The Socialized Medicine Scheme: the wrong focus


What is extremely odd about the current argument put forth by proponents for socialized medicine is their focus on health-care insurance.

One could go on for fifty paragraphs about claim frequency, claim severity, expense ratios, claim reserves, etc., etc. but at the end of the day the cost of health insurance reflects the underlying cost to provide health-care.

The ridiculous assumption that fixing or controlling health insurance premiums will cause the underlying cost of health-care to change is insanity.

It really boils down to: the current cost to provide health-care is a reflection of demand and supply for health-care given the current government regulation frame work. The solution is in the cost to deliver health-care which includes demand efficiency by reducing/eliminating over utilization, supply to be expanded as well as supply costs to be simultaneous reduced, and government regulation to be reduced or eliminated.

Once demand and supply for health-care produces a price point, all insurance is doing is insuring “price”. Average price is not really the insurance event. It’s the outlier of average price that is the insurance event. That is, it’s the catastrophic price component, that is calculated into average price, which is the true insurance event.

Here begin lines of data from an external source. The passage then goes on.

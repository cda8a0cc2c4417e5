//! Distributed dedup + lock keyed by event id.
//!
//! An event runs at most once at a time (lock with a per-invocation token) and is skipped
//! once its processed-marker exists. The marker is written only after the guarded operation
//! succeeds, so a failed attempt leaves the event retryable once the lock is gone.

use std::future::Future;
use std::sync::{Arc, LazyLock};
use std::time::Duration;

use async_trait::async_trait;
use redis::aio::ConnectionManager;
use redis::{AsyncCommands, ExistenceCheck, Script, SetExpiry, SetOptions};
use thiserror::Error;
use tracing::instrument;
use uuid::Uuid;

use super::redis_pool::{RedisKey, StoreError, StoreResult, bounded, ttl_millis};

/// Deletes `KEYS[1]` only while it still holds this caller's token.
static COMPARE_AND_DELETE: LazyLock<Script> = LazyLock::new(|| {
    Script::new(
        r#"
        if redis.call("GET", KEYS[1]) == ARGV[1] then
            return redis.call("DEL", KEYS[1])
        end
        return 0
        "#,
    )
});

/// Key-value primitives the gate needs. All coordination happens in the store.
#[async_trait]
pub trait IdempotencyStore: Send + Sync {
    async fn exists(&self, key: &str) -> StoreResult<bool>;

    async fn get_value(&self, key: &str) -> StoreResult<Option<String>>;

    /// `SET key value NX PX ttl`; `true` if this call created the key.
    async fn set_if_absent(&self, key: &str, value: &str, ttl: Duration) -> StoreResult<bool>;

    async fn set_with_ttl(&self, key: &str, value: &str, ttl: Duration) -> StoreResult<()>;

    /// Deletes `key` only if it currently holds `expected`; `true` if deleted.
    async fn compare_and_delete(&self, key: &str, expected: &str) -> StoreResult<bool>;
}

#[derive(Clone)]
pub struct RedisIdempotencyStore {
    manager: ConnectionManager,
    op_timeout: Duration,
}

impl RedisIdempotencyStore {
    pub fn new(manager: ConnectionManager, op_timeout: Duration) -> Self {
        Self {
            manager,
            op_timeout,
        }
    }
}

#[async_trait]
impl IdempotencyStore for RedisIdempotencyStore {
    async fn exists(&self, key: &str) -> StoreResult<bool> {
        let mut conn = self.manager.clone();
        bounded("exists", self.op_timeout, async move {
            let found: bool = conn.exists(key).await?;
            Ok(found)
        })
        .await
    }

    async fn get_value(&self, key: &str) -> StoreResult<Option<String>> {
        let mut conn = self.manager.clone();
        bounded("get_value", self.op_timeout, async move {
            let value: Option<String> = conn.get(key).await?;
            Ok(value)
        })
        .await
    }

    async fn set_if_absent(&self, key: &str, value: &str, ttl: Duration) -> StoreResult<bool> {
        let mut conn = self.manager.clone();
        let options = SetOptions::default()
            .conditional_set(ExistenceCheck::NX)
            .with_expiration(SetExpiry::PX(ttl_millis(ttl) as _));

        bounded("set_if_absent", self.op_timeout, async move {
            let reply: Option<String> = conn.set_options(key, value, options).await?;
            Ok(reply.is_some())
        })
        .await
    }

    async fn set_with_ttl(&self, key: &str, value: &str, ttl: Duration) -> StoreResult<()> {
        let mut conn = self.manager.clone();
        let options = SetOptions::default().with_expiration(SetExpiry::PX(ttl_millis(ttl) as _));

        bounded("set_with_ttl", self.op_timeout, async move {
            let _: () = conn.set_options(key, value, options).await?;
            Ok(())
        })
        .await
    }

    async fn compare_and_delete(&self, key: &str, expected: &str) -> StoreResult<bool> {
        let mut conn = self.manager.clone();
        bounded("compare_and_delete", self.op_timeout, async move {
            let deleted: i64 = COMPARE_AND_DELETE
                .key(key)
                .arg(expected)
                .invoke_async(&mut conn)
                .await?;
            Ok(deleted == 1)
        })
        .await
    }
}

/// What happened to an event handed to [`IdempotencyGate::process`]. None of these are errors.
#[derive(Debug, Clone, Copy, PartialEq, Eq)]
pub enum Outcome {
    /// The operation ran and the processed-marker was written.
    Processed,
    /// A previous delivery already completed; nothing ran.
    AlreadyProcessed,
    /// Another worker holds the lock; nothing ran.
    Locked,
}

#[derive(Debug, Clone, Copy)]
pub struct GateConfig {
    pub lock_ttl: Duration,
    pub processed_ttl: Duration,
}

impl Default for GateConfig {
    fn default() -> Self {
        Self {
            lock_ttl: Duration::from_secs(30),
            processed_ttl: Duration::from_secs(7 * 24 * 60 * 60),
        }
    }
}

#[derive(Debug, Error)]
pub enum GateError<E> {
    #[error("event id must not be empty")]
    EmptyEventId,

    #[error("idempotency store failure: {0}")]
    Store(#[from] StoreError),

    #[error(transparent)]
    Operation(E),

    /// Effects were applied but the processed-marker could not be written; a retry may
    /// apply them again.
    #[error("event {event_id} applied but not marked processed: {source}")]
    CriticalMarkingFailure {
        event_id: String,
        #[source]
        source: StoreError,
    },
}

#[derive(Clone)]
pub struct IdempotencyGate {
    store: Arc<dyn IdempotencyStore>,
    config: GateConfig,
}

impl IdempotencyGate {
    pub fn new(store: Arc<dyn IdempotencyStore>, config: GateConfig) -> Self {
        Self { store, config }
    }

    pub fn store(&self) -> &dyn IdempotencyStore {
        self.store.as_ref()
    }

    pub fn config(&self) -> GateConfig {
        self.config
    }

    /// Runs `f` while holding the named lock. `None` when another worker holds it and `f`
    /// never ran.
    #[instrument(skip(self, f))]
    pub async fn exclusive<F, Fut, T, E>(&self, name: &str, f: F) -> Result<Option<T>, E>
    where
        F: FnOnce() -> Fut,
        Fut: Future<Output = Result<T, E>>,
        E: From<StoreError>,
    {
        let lock_key = RedisKey::Lock(name).to_string();
        let token = Uuid::new_v4().to_string();
        if !self
            .store
            .set_if_absent(&lock_key, &token, self.config.lock_ttl)
            .await?
        {
            tracing::debug!("lock held by another worker");
            return Ok(None);
        }

        let result = f().await;
        self.release(&lock_key, &token).await;

        result.map(Some)
    }

    /// Runs `f` at most once per `event_id` across every worker sharing the store.
    #[instrument(skip(self, f))]
    pub async fn process<F, Fut, E>(&self, event_id: &str, f: F) -> Result<Outcome, GateError<E>>
    where
        F: FnOnce() -> Fut,
        Fut: Future<Output = Result<(), E>>,
    {
        if event_id.is_empty() {
            return Err(GateError::EmptyEventId);
        }

        let processed_key = RedisKey::Processed(event_id).to_string();
        if self.store.exists(&processed_key).await? {
            tracing::debug!("event already processed");
            return Ok(Outcome::AlreadyProcessed);
        }

        let lock_key = RedisKey::Lock(event_id).to_string();
        let token = Uuid::new_v4().to_string();
        if !self
            .store
            .set_if_absent(&lock_key, &token, self.config.lock_ttl)
            .await?
        {
            tracing::debug!("event locked by another worker");
            return Ok(Outcome::Locked);
        }

        let result = self.run_locked(event_id, &processed_key, f).await;
        self.release(&lock_key, &token).await;

        result
    }

    async fn run_locked<F, Fut, E>(
        &self,
        event_id: &str,
        processed_key: &str,
        f: F,
    ) -> Result<Outcome, GateError<E>>
    where
        F: FnOnce() -> Fut,
        Fut: Future<Output = Result<(), E>>,
    {
        // the previous holder may have marked + released between our first check and the lock
        if self.store.exists(processed_key).await? {
            tracing::debug!("event processed while acquiring lock");
            return Ok(Outcome::AlreadyProcessed);
        }

        f().await.map_err(GateError::Operation)?;

        if let Err(source) = self
            .store
            .set_with_ttl(processed_key, "1", self.config.processed_ttl)
            .await
        {
            tracing::error!(
                critical = true,
                event_id,
                error = ?source,
                "event effects applied but processed-marker write failed"
            );

            return Err(GateError::CriticalMarkingFailure {
                event_id: event_id.to_string(),
                source,
            });
        }

        Ok(Outcome::Processed)
    }

    async fn release(&self, lock_key: &str, token: &str) {
        match self.store.compare_and_delete(lock_key, token).await {
            Ok(true) => (),
            Ok(false) => {
                tracing::warn!(lock_key, "lock expired before release; left to current holder")
            }
            Err(e) => tracing::warn!(lock_key, error = ?e, "lock release failed; waiting on ttl"),
        }
    }
}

Hence demand and supply for health-care produces price and the cost of insurance is merely a reflection of price determined by demand and supply for health care.

1 comment:

  1. Hi,

    What about price transparency from the provider side? I don't think that providers know how to price their services because they tend to think in terms of total costs and total revenues without regard to intermediate costs in the production of healthcare. It is in those processes represented by intermediate costs where efficiencies can be realized. Dartmouth's practice variation research comes to mind.